Et comme dans sa nervosité, elle tripotait l'accoudoir du canapé elle crut, à un craquement du meuble, que le mécanisme allait se mettre en marche. À la pensée qu'elle risquait de se retrouver basculant à la renverse avec Mme de Castel-Morgeat, elle éclata de rire, ce qui, pour lors, était déplacé.
Sabine se leva, blême.
– Vous vous moquez de moi !
– Je vous promets que non, affirma Angélique.
Le visage de sa visiteuse s'adoucit et elle sourit presque à son tour, en la regardant.
– Vous riez toujours !
Ç'avait été un des reproches d'Ambroisine, encore qu'Angélique ne se souvenait pas d'avoir été tellement gaie en sa présence.
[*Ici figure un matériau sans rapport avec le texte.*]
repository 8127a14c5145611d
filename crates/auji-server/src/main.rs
use std::sync::Arc;

use anyhow::Context;
use tokio::net::TcpListener;
use tokio_util::sync::CancellationToken;
use tower_http::cors::CorsLayer;
use tower_http::trace::TraceLayer;
use tracing_subscriber::EnvFilter;

use auji_core::{ScrapeConfig, ThrottledFetcher};
use auji_db::{Database, DatabaseConfig};
use auji_server::routes;
use auji_server::state::AppState;

#[tokio::main]
async fn main() -> anyhow::Result<()> {
    let _ = dotenvy::dotenv();

    tracing_subscriber::fmt()
        .with_env_filter(EnvFilter::from_default_env().add_directive("auji=info".parse()?))
        .with_target(false)
        .init();

    let port = std::env::var("AUJI_SERVER_PORT").unwrap_or_else(|_| "3000".to_string());
    let addr = format!("0.0.0.0:{port}");
    let admin_token = std::env::var("AUJI_ADMIN_TOKEN")
        .ok()
        .filter(|t| !t.trim().is_empty());

    let db = Database::connect(&DatabaseConfig::from_env()?).await?;
    db.migrate().await?;

    let config = ScrapeConfig::from_env()?;
    let fetcher = ThrottledFetcher::new(page_fetcher::open(&config).await?, config.page_delay);

    let mut state = AppState::new(db.job_repo(), db.profile_repo(), fetcher, config);
    match admin_token {
        Some(token) => state = state.with_admin_token(token),
        None => tracing::warn!("AUJI_ADMIN_TOKEN not set; scrape endpoints are disabled"),
    }
    let state = Arc::new(state);
    let shutdown = state.shutdown.clone();

    let app = routes::router(state.clone())
        .layer(TraceLayer::new_for_http())
        .layer(CorsLayer::permissive());

    tracing::info!("Starting server on {addr}");
    let listener = TcpListener::bind(&addr)
        .await
        .with_context(|| format!("Failed to bind {addr}"))?;
    axum::serve(listener, app)
        .with_graceful_shutdown(shutdown_signal(shutdown))
        .await?;

    page_fetcher::close(state.fetcher.inner()).await;
    Ok(())
}

/// Resolves on Ctrl+C and cancels running scrapes so they stop after their current page.
async fn shutdown_signal(shutdown: CancellationToken) {
    if let Err(e) = tokio::signal::ctrl_c().await {
        tracing::error!(error = %e, "Failed to listen for Ctrl+C");
    }
    tracing::info!("Shutdown signal received");
    shutdown.cancel();
}

#[cfg(feature = "browser")]
mod page_fetcher {
    use auji_client::BrowserFetcher;
    use auji_core::ScrapeConfig;

    pub async fn open(config: &ScrapeConfig) -> anyhow::Result<BrowserFetcher> {
        BrowserFetcher::with_timeouts(config.page_timeout * 2, config.page_timeout)
            .await
            .map_err(|e| anyhow::anyhow!(e))
    }

    pub async fn close(fetcher: &BrowserFetcher) {
        if let Err(e) = fetcher.close().await {
            tracing::warn!(error = %e, "Browser did not shut down cleanly");
        }
    }
}

#[cfg(not(feature = "browser"))]
mod page_fetcher {
    use auji_client::ReqwestFetcher;
    use auji_core::ScrapeConfig;

    pub async fn open(config: &ScrapeConfig) -> anyhow::Result<ReqwestFetcher> {
        tracing::warn!("Built without the `browser` feature; listings are fetched without rendering");
        ReqwestFetcher::with_timeout(config.page_timeout).map_err(|e| anyhow::anyhow!(e))
    }

    pub async fn close(_fetcher: &ReqwestFetcher) {}
}
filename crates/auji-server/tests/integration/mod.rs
pub mod common;
mod api_tests;
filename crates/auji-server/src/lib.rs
//! REST API server: scrape triggers, job listing, authentication and OpenAPI docs.

pub mod auth;
pub mod dto;
pub mod error;
pub mod openapi;
pub mod routes;
pub mod state;
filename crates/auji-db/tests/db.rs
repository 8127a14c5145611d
mod integration;
use auji_core::models::{
    Category, EmploymentType, IdentityField, JobChanges, JobFilter, Posting,
};
use auji_core::traits::JobStore;
use auji_core::{IngestService, StaticProfiles};
use auji_db::JobRepository;
use chrono::{TimeDelta, Utc};

use crate::integration::common::setup_test_db;

fn vodafone_posting(id: u32) -> Posting {
    let mut posting = Posting::new(format!("Data Analyst {id}"), "vodafone");
    posting.company = "Vodafone".into();
    posting.location = Some("Cairo, Egypt".into());
    posting.detail_url = Some(format!("https://jobs.vodafone.com/careers/job/{id}"));
    posting.apply_url = Some(format!(
        "https://jobs.vodafone.com/careers/apply?pid={id}&domain=vodafone.com"
    ));
    posting.url = posting.apply_url.clone();
    posting.category = Some(Category::DataAnalysis);
    posting.employment_type = Some(EmploymentType::FullTime.into());
    posting.posted_at = Some(Utc::now() - TimeDelta::days(id as i64));
    posting
}

fn mostaql_posting(slug: &str) -> Posting {
    let link = format!("https://mostaql.com/project/{slug}");
    let mut posting = Posting::new(format!("تصميم {slug}"), "mostaql");
    posting.company = "مستقل".into();
    posting.detail_url = Some(link.clone());
    posting.apply_url = Some(link.clone());
    posting.url = Some(link);
    posting.category = Some(Category::DigitalMarketing);
    posting.employment_type = Some(EmploymentType::Freelance.into());
    posting
}

#[tokio::test]
async fn insert_and_find_by_identity() {
    let (pool, _container) = setup_test_db().await;
    let repo = JobRepository::new(pool);

    let posting = vodafone_posting(1);
    let record = repo.insert(&posting).await.unwrap();
    assert!(!record.id.is_nil());
    assert_eq!(record.title, "Data Analyst 1");
    assert_eq!(record.category, Some(Category::DataAnalysis));
    assert_eq!(
        record.employment_type.as_ref().and_then(|l| l.canonical()),
        Some(EmploymentType::FullTime)
    );

    let by_detail = repo
        .find_by(
            IdentityField::DetailUrl,
            "https://jobs.vodafone.com/careers/job/1",
            Some("vodafone"),
        )
        .await
        .unwrap()
        .expect("should match on detail_url");
    assert_eq!(by_detail.id, record.id);

    let unscoped = repo
        .find_by(
            IdentityField::LegacyUrl,
            posting.url.as_deref().unwrap(),
            None,
        )
        .await
        .unwrap();
    assert_eq!(unscoped.map(|r| r.id), Some(record.id));
}

#[tokio::test]
async fn find_by_is_scoped_to_source() {
    let (pool, _container) = setup_test_db().await;
    let repo = JobRepository::new(pool);

    let posting = mostaql_posting("42-logo");
    repo.insert(&posting).await.unwrap();

    let link = posting.detail_url.as_deref().unwrap();
    let other_source = repo
        .find_by(IdentityField::DetailUrl, link, Some("vodafone"))
        .await
        .unwrap();
    assert!(other_source.is_none());

    let same_source = repo
        .find_by(IdentityField::DetailUrl, link, Some("mostaql"))
        .await
        .unwrap();
    assert!(same_source.is_some());
}

#[tokio::test]
async fn update_only_touches_given_fields() {
    let (pool, _container) = setup_test_db().await;
    let repo = JobRepository::new(pool);

    let record = repo.insert(&vodafone_posting(2)).await.unwrap();

    let changes = JobChanges {
        description: Some("SQL\nPower BI".into()),
        category: Some(Category::MachineLearning),
        ..JobChanges::default()
    };
    repo.update(record.id, &changes).await.unwrap();

    let stored = repo.get(record.id).await.unwrap().unwrap();
    assert_eq!(stored.description.as_deref(), Some("SQL\nPower BI"));
    assert_eq!(stored.category, Some(Category::MachineLearning));
    assert_eq!(stored.title, record.title);
    assert_eq!(stored.location, record.location);
    assert_eq!(stored.apply_url, record.apply_url);
    assert_eq!(stored.created_at, record.created_at);
    assert!(stored.updated_at >= record.updated_at);
}

#[tokio::test]
async fn update_missing_row_is_an_error() {
    let (pool, _container) = setup_test_db().await;
    let repo = JobRepository::new(pool);

    let result = repo.update(uuid::Uuid::new_v4(), &JobChanges::default()).await;
    assert!(result.is_err());
}

#[tokio::test]
async fn list_applies_filters_and_ordering() {
    let (pool, _container) = setup_test_db().await;
    let repo = JobRepository::new(pool);

    for id in [3, 1, 2] {
        repo.insert(&vodafone_posting(id)).await.unwrap();
    }
    let mut undated = mostaql_posting("7-seo");
    undated.description = Some("  ".into());
    repo.insert(&undated).await.unwrap();

    let all = repo.list(&JobFilter::default()).await.unwrap();
    let titles: Vec<&str> = all.iter().map(|r| r.title.as_str()).collect();
    assert_eq!(
        titles,
        ["Data Analyst 1", "Data Analyst 2", "Data Analyst 3", "تصميم 7-seo"]
    );

    let freelance = repo
        .list(&JobFilter {
            employment_type: Some(EmploymentType::Freelance),
            ..JobFilter::default()
        })
        .await
        .unwrap();
    assert_eq!(freelance.len(), 1);
    assert_eq!(freelance[0].source, "mostaql");

    let recent_analysis = repo
        .list(&JobFilter {
            categories: vec![Category::DataAnalysis],
            posted_after: Some(Utc::now() - TimeDelta::hours(36)),
            ..JobFilter::default()
        })
        .await
        .unwrap();
    assert_eq!(recent_analysis.len(), 1);
    assert_eq!(recent_analysis[0].title, "Data Analyst 1");

    let page = repo
        .list(&JobFilter {
            source: Some("vodafone".into()),
            limit: Some(1),
            offset: 1,
            ..JobFilter::default()
        })
        .await
        .unwrap();
    assert_eq!(page.len(), 1);
    assert_eq!(page[0].title, "Data Analyst 2");

    let undescribed = repo
        .list(&JobFilter {
            missing_description: true,
            ..JobFilter::default()
        })
        .await
        .unwrap();
    assert_eq!(undescribed.len(), 4);

    assert_eq!(repo.count().await.unwrap(), 4);
}

#[tokio::test]
async fn ingestion_is_idempotent_against_postgres() {
    let (pool, _container) = setup_test_db().await;
    let repo = JobRepository::new(pool);
    let service = IngestService::new(repo.clone(), StaticProfiles::default());

    let batch = vec![vodafone_posting(10), mostaql_posting("11-ads")];

    let first = service.ingest(batch.clone()).await.unwrap();
    assert_eq!((first.inserted, first.updated, first.skipped), (2, 0, 0));

    let second = service.ingest(batch).await.unwrap();
    assert_eq!((second.inserted, second.updated, second.skipped), (0, 2, 0));

    assert_eq!(repo.count().await.unwrap(), 2);
}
– ... Je vous observe. Vous êtes gaie comme une femme qui... qui sait... qu'elle aura de l'amour quand viendra la nuit. Et qu'elle s'éveillera chaque matin, riche d'une encore nouvelle munificence, sûre d'être belle, d'être femme, d'être aimée. Et non pas s'endormant chaque soir et se réveillant chaque matin en exilée éternelle de ce paradis auquel tous les humains ont droit sur cette Terre : l'Amour.
– Qui vous empêche d'y accéder, à ce paradis ?
– Je n'attire pas l'amour.
– Parce que vous ne l'aimez point, et vous ne vous aimez point vous-même. Quelle maladresse envers la vie vous a donc poussée à vous haïr ainsi ? Savez-vous que moi que vous prétendez avoir tout reçu des fées à mon berceau, j'envie votre belle taille et votre poitrine sculpturale et vos cheveux noirs, si vous ne les cachiez point ? Vous êtes désirable, Sabine. Vos amants ne vous l'ont-ils jamais dit ?
– Des amants ! se récria-t-elle indignée. Qu'osez-vous dire ? Ah ! Je reconnais bien là la légèreté de votre morale.
– Alors, tant pis pour vous ! À vous fréquenter, je me demande si la vertu la meilleure n'est pas encore celle qui consiste à être heureux, à jouir des plaisirs de ce monde. Vous vous êtes laissé enfermer dans votre amour brisé comme dans une maladie... Vous avez voulu vous venger de l'amour en le reniant, mais maintenant c'est lui qui se venge de vous...
Sous son regard – ce regard qu'elle estimait triomphant – Sabine se sentait comme une lépreuse.
Elle se maudissait aussi de ne pouvoir jamais s'entretenir de sang-froid avec Angélique.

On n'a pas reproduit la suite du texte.